Task statement
Under this line are the records; write out word for word the part that begins at the line containing "let _ = gcm.open(&params, &input.ciphertext);" and ends at the line containing "the type system.", and no more.

Extracted records
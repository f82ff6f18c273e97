#![no_main]

use arbitrary::Arbitrary;
use libfuzzer_sys::fuzz_target;
use qasa_gcm::gcm::{self, Gcm, MessageParams};

#[derive(Arbitrary, Debug)]
struct GcmFuzzInput {
    plaintext: Vec<u8>,
    key: Vec<u8>,
    nonce: Vec<u8>,
    associated_data: Option<Vec<u8>>,
    ciphertext: Vec<u8>,
    chunk_size: Option<usize>,
}

fuzz_target!(|input: GcmFuzzInput| {
    // Arbitrary key and nonce lengths must fail cleanly, never panic
    let aad = input.associated_data.as_deref();
    let _ = gcm::decrypt(&input.ciphertext, aad, &input.key, &input.nonce);

    let key = match input.key.len() {
        16 | 24 | 32 => input.key.clone(),
        _ => vec![0x5a; 32],
    };
    let nonce = if input.nonce.is_empty() {
        vec![0u8; 12]
    } else {
        input.nonce.clone()
    };

    let Ok(gcm) = Gcm::new(&key) else {
        return;
    };
    let Ok(params) = MessageParams::from_parts(&nonce, aad.unwrap_or(&[])) else {
        return;
    };

    // One-shot round trip
    let sealed = gcm.seal(&params, &input.plaintext);
    let opened = gcm.open(&params, &sealed).expect("round trip must authenticate");
    assert_eq!(opened, input.plaintext);

    // Streaming in chunks must reproduce the one-shot output
    if let Some(chunk_size) = input.chunk_size.filter(|&size| size > 0 && size < 1_000_000) {
        let mut encryptor = gcm.begin_encrypt(&params);
        let mut ciphertext = Vec::with_capacity(input.plaintext.len());
        for chunk in input.plaintext.chunks(chunk_size) {
            ciphertext.extend(encryptor.update(chunk));
        }
        let tag = encryptor.authtag();
        assert_eq!(&ciphertext[..], &sealed[..input.plaintext.len()]);
        assert_eq!(&tag.as_bytes()[..], &sealed[input.plaintext.len()..]);

        let mut decryptor = gcm.begin_decrypt(&params);
        for chunk in ciphertext.chunks(chunk_size) {
            decryptor.update(chunk);
        }
        assert!(decryptor.verify(&tag));
    }

    // Fuzzed ciphertext under a valid key only ever fails authentication
    let _ = gcm.open(&params, &input.ciphertext);
});
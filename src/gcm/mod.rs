/*!
 * Galois/Counter Mode
 *
 * Authenticated encryption built from a 128-bit block cipher and the GHASH
 * accumulator. Two front ends share one per-message core:
 *
 * - [`Gcm`] with the typed [`Encryptor`] / [`Decryptor`] handles and the
 *   one-shot [`Gcm::seal`] / [`Gcm::open`], where call order is enforced by
 *   the type system.
 * - [`GcmSession`], which accepts the classic setter-driven call sequence
 *   and checks it at run time.
 *
 * The counter is incremented across all 128 bits and wraps modulo 2^128.
 * For 12-byte nonces this matches NIST SP 800-38D until the low 32 bits
 * overflow, i.e. for any message shorter than 64 GiB. Hashed (non-12-byte)
 * nonces whose J0 has a low word near 0xffffffff diverge from the 32-bit
 * increment after that wrap.
 *
 * # Security
 *
 * - Never reuse a nonce under the same key.
 * - Message length is not checked against the SP 800-38D limit of
 *   2^32 - 2 blocks. Past that point a 12-byte nonce's counter carries into
 *   the nonce bytes and the keystream overlaps the one for the next nonce
 *   value. Callers must split longer data into separate messages.
 * - Plaintext produced by streaming decryption is unauthenticated until the
 *   tag has been checked. Use [`Gcm::open`] or [`decrypt`] when the whole
 *   message can be buffered.
 */

mod counter;
mod engine;
mod message;
mod params;
mod session;

pub use counter::CounterBlock;
pub use engine::{decrypt, encrypt, Decryptor, Encryptor, Gcm};
pub use params::{AuthTag, MessageParams, Nonce, CANONICAL_NONCE_SIZE, TAG_SIZE};
pub use session::{GcmSession, SessionState};
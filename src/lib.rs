/*!
 * QaSa GCM Engine
 *
 * Galois/Counter Mode authenticated encryption over AES-128, AES-192 and
 * AES-256, with streaming input, nonces of any non-empty length and
 * constant-time tag verification.
 *
 * The crate is organised in layers:
 *
 * - [`aes`]: the AES block cipher behind the [`aes::BlockCipher`] seam
 * - [`ghash`]: the streaming GHASH accumulator
 * - [`gcm`]: counter derivation, keystream, tag computation and the two
 *   front ends ([`gcm::Gcm`] with typed handles, [`gcm::GcmSession`] with
 *   run-time call-order checks)
 * - [`security`]: constant-time tag comparison
 *
 * # Unauthenticated plaintext
 *
 * Streaming decryption hands back plaintext before the tag has been checked.
 * That output must not be acted on until `verify()` / `good()` returns
 * `true`. [`gcm::Gcm::open`] and [`gcm::decrypt`] buffer the whole message
 * and only release it after a successful check.
 *
 * # Example
 *
 * ```
 * use qasa_gcm::prelude::*;
 *
 * fn main() -> Result<(), GcmError> {
 *     let key = [0x42u8; 32];
 *     let nonce = Nonce::generate()?;
 *     let params = MessageParams::new(nonce).with_aad(b"metadata");
 *
 *     let gcm = Gcm::new(&key)?;
 *     let sealed = gcm.seal(&params, b"attack at dawn");
 *     let opened = gcm.open(&params, &sealed)?;
 *
 *     assert_eq!(opened, b"attack at dawn");
 *     Ok(())
 * }
 * ```
 */

/// AES block cipher layer
pub mod aes;

/// Common error types for the GCM engine
pub mod error;

/// Galois/Counter Mode engine
pub mod gcm;

/// GHASH accumulator
pub mod ghash;

/// Side-channel hardening helpers
pub mod security;

// Re-export main types for convenience
pub use crate::aes::{AesBlockCipher, BlockCipher, KeySize};
pub use crate::error::{GcmError, GcmResult};
pub use crate::gcm::{AuthTag, Gcm, GcmSession, MessageParams, Nonce, SessionState};

/// The types needed for everyday encryption and decryption
pub mod prelude {
    pub use crate::gcm::decrypt;
    pub use crate::gcm::encrypt;
    pub use crate::gcm::AuthTag;
    pub use crate::gcm::Decryptor;
    pub use crate::gcm::Encryptor;
    pub use crate::gcm::Gcm;
    pub use crate::gcm::GcmSession;
    pub use crate::gcm::MessageParams;
    pub use crate::gcm::Nonce;
    pub use crate::gcm::SessionState;
    pub use crate::gcm::TAG_SIZE;
    pub use crate::GcmError;
    pub use crate::GcmResult;
    pub use crate::KeySize;
}
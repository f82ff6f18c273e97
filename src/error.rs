/*!
 * Error Handling for the QaSa GCM Engine
 *
 * Provides error types with error codes, user-friendly messages, technical
 * details and suggested remediation for every failure the engine reports.
 *
 * A tag mismatch on the streaming API is deliberately *not* an error:
 * `good()` / `verify()` return `false`. Only the one-shot helpers, which
 * buffer the whole plaintext, turn a mismatch into
 * [`GcmError::AuthenticationFailed`].
 */

use std::collections::HashMap;
use thiserror::Error;

use crate::gcm::SessionState;

/// Error type for all GCM engine operations
#[derive(Debug, Clone, PartialEq, Eq, Error)]
pub enum GcmError {
    #[error("Invalid key length: expected {expected} - got {actual} bytes")]
    InvalidKeyLength {
        expected: String,
        actual: usize,
        error_code: u32,
    },

    #[error("Invalid parameter: {parameter} - {expected} - got {actual}")]
    InvalidParameter {
        parameter: String,
        expected: String,
        actual: String,
        error_code: u32,
    },

    #[error("Invalid state: {operation} is not permitted while {state}")]
    InvalidState {
        operation: String,
        state: SessionState,
        error_code: u32,
    },

    #[error("Authentication failed: {operation} - {cause}")]
    AuthenticationFailed {
        operation: String,
        cause: String,
        error_code: u32,
    },

    #[error("Random number generation failed: {cause}")]
    RandomGenerationError { cause: String, error_code: u32 },
}

/// Error code constants for different error categories
pub mod error_codes {
    // AES / GCM errors: 3000-3999
    pub const AES_INVALID_KEY_SIZE: u32 = 3003;
    pub const AES_INVALID_NONCE_SIZE: u32 = 3004;
    pub const AES_AUTHENTICATION_FAILED: u32 = 3005;
    pub const GCM_INVALID_TAG_SIZE: u32 = 3006;
    pub const GCM_INVALID_CIPHERTEXT: u32 = 3007;
    pub const GCM_KEY_NOT_SET: u32 = 3008;
    pub const GCM_NONCE_NOT_SET: u32 = 3009;

    // Security errors: 5000-5999
    pub const INSUFFICIENT_ENTROPY: u32 = 5002;

    // Protocol errors: 8000-8999
    pub const PROTOCOL_STATE_INVALID: u32 = 8002;
}

impl GcmError {
    /// Get the numeric error code for this error
    pub fn error_code(&self) -> u32 {
        match self {
            GcmError::InvalidKeyLength { error_code, .. } => *error_code,
            GcmError::InvalidParameter { error_code, .. } => *error_code,
            GcmError::InvalidState { error_code, .. } => *error_code,
            GcmError::AuthenticationFailed { error_code, .. } => *error_code,
            GcmError::RandomGenerationError { error_code, .. } => *error_code,
        }
    }

    /// Get the error category/type as a string
    pub fn error_type(&self) -> &'static str {
        match self {
            GcmError::InvalidKeyLength { .. } => "InvalidKeyLength",
            GcmError::InvalidParameter { .. } => "InvalidParameter",
            GcmError::InvalidState { .. } => "InvalidState",
            GcmError::AuthenticationFailed { .. } => "AuthenticationFailed",
            GcmError::RandomGenerationError { .. } => "RandomGenerationError",
        }
    }

    /// Get a user-friendly error message
    pub fn user_friendly_message(&self) -> String {
        match self {
            GcmError::InvalidKeyLength { actual, .. } => format!(
                "A {}-byte key cannot be used. AES-GCM keys must be 16, 24 or 32 bytes.",
                actual
            ),
            GcmError::InvalidParameter {
                parameter,
                expected,
                ..
            } => format!(
                "Invalid parameter '{}'. Expected '{}'.",
                parameter, expected
            ),
            GcmError::InvalidState {
                operation, state, ..
            } => format!(
                "Operation '{}' was called out of order (session is {}).",
                operation, state
            ),
            GcmError::AuthenticationFailed { .. } => {
                "Message authentication failed. The data was tampered with or the wrong key, nonce or associated data was used."
                    .to_string()
            }
            GcmError::RandomGenerationError { .. } => {
                "Random number generation failed. A nonce could not be produced.".to_string()
            }
        }
    }

    /// Get technical details for debugging
    pub fn technical_details(&self) -> HashMap<String, String> {
        let mut details = HashMap::new();

        details.insert("error_code".to_string(), self.error_code().to_string());
        details.insert("error_type".to_string(), self.error_type().to_string());
        details.insert("timestamp".to_string(), chrono::Utc::now().to_rfc3339());

        match self {
            GcmError::InvalidKeyLength {
                expected, actual, ..
            } => {
                details.insert("expected".to_string(), expected.clone());
                details.insert("actual".to_string(), actual.to_string());
            }
            GcmError::InvalidParameter {
                parameter,
                expected,
                actual,
                ..
            } => {
                details.insert("parameter".to_string(), parameter.clone());
                details.insert("expected".to_string(), expected.clone());
                details.insert("actual".to_string(), actual.clone());
            }
            GcmError::InvalidState {
                operation, state, ..
            } => {
                details.insert("operation".to_string(), operation.clone());
                details.insert("state".to_string(), state.to_string());
            }
            GcmError::AuthenticationFailed {
                operation, cause, ..
            } => {
                details.insert("operation".to_string(), operation.clone());
                details.insert("cause".to_string(), cause.clone());
            }
            GcmError::RandomGenerationError { cause, .. } => {
                details.insert("cause".to_string(), cause.clone());
            }
        }

        details
    }

    /// Get suggested remediation steps
    pub fn suggested_remediation(&self) -> Option<String> {
        match self {
            GcmError::InvalidKeyLength { .. } => Some(
                "Supply a 128, 192 or 256-bit key, e.g. from a KDF or key exchange.".to_string(),
            ),
            GcmError::InvalidParameter { error_code, .. } => match *error_code {
                error_codes::GCM_INVALID_TAG_SIZE => Some(
                    "Pass the full 16-byte authentication tag; truncated tags are not accepted."
                        .to_string(),
                ),
                error_codes::AES_INVALID_NONCE_SIZE => Some(
                    "Use a non-empty nonce; 12 bytes is the recommended length.".to_string(),
                ),
                _ => None,
            },
            GcmError::InvalidState { error_code, .. } => match *error_code {
                error_codes::GCM_KEY_NOT_SET => {
                    Some("Call set_key before encrypt or decrypt.".to_string())
                }
                error_codes::GCM_NONCE_NOT_SET => {
                    Some("Call set_nonce before encrypt or decrypt.".to_string())
                }
                _ => Some(
                    "Follow the call order: set_key, add_authdata, set_nonce, encrypt/decrypt, update, authtag/good."
                        .to_string(),
                ),
            },
            GcmError::AuthenticationFailed { .. } => Some(
                "Discard the message. Check that key, nonce and associated data match the sender's."
                    .to_string(),
            ),
            GcmError::RandomGenerationError { .. } => Some(
                "Check system entropy sources. Consider using hardware RNG if available."
                    .to_string(),
            ),
        }
    }
}

/// Convenience constructors for common error types
impl GcmError {
    pub fn invalid_key_length(actual: usize) -> Self {
        GcmError::InvalidKeyLength {
            expected: "16, 24 or 32".to_string(),
            actual,
            error_code: error_codes::AES_INVALID_KEY_SIZE,
        }
    }

    pub fn invalid_parameter(
        parameter: &str,
        expected: &str,
        actual: &str,
        error_code: u32,
    ) -> Self {
        GcmError::InvalidParameter {
            parameter: parameter.to_string(),
            expected: expected.to_string(),
            actual: actual.to_string(),
            error_code,
        }
    }

    pub fn invalid_state(operation: &str, state: SessionState) -> Self {
        Self::invalid_state_with_code(operation, state, error_codes::PROTOCOL_STATE_INVALID)
    }

    pub fn invalid_state_with_code(operation: &str, state: SessionState, error_code: u32) -> Self {
        GcmError::InvalidState {
            operation: operation.to_string(),
            state,
            error_code,
        }
    }

    pub fn authentication_failed(operation: &str, cause: &str) -> Self {
        GcmError::AuthenticationFailed {
            operation: operation.to_string(),
            cause: cause.to_string(),
            error_code: error_codes::AES_AUTHENTICATION_FAILED,
        }
    }
}

/// Result type alias for GCM operations
pub type GcmResult<T> = Result<T, GcmError>;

Solution below
    let _ = gcm.open(&params, &input.ciphertext);
});
filename src/gcm/mod.rs
/*!
 * Galois/Counter Mode
 *
 * Authenticated encryption built from a 128-bit block cipher and the GHASH
 * accumulator. Two front ends share one per-message core:
 *
 * - [`Gcm`] with the typed [`Encryptor`] / [`Decryptor`] handles and the
 *   one-shot [`Gcm::seal`] / [`Gcm::open`], where call order is enforced by
 *   the type system.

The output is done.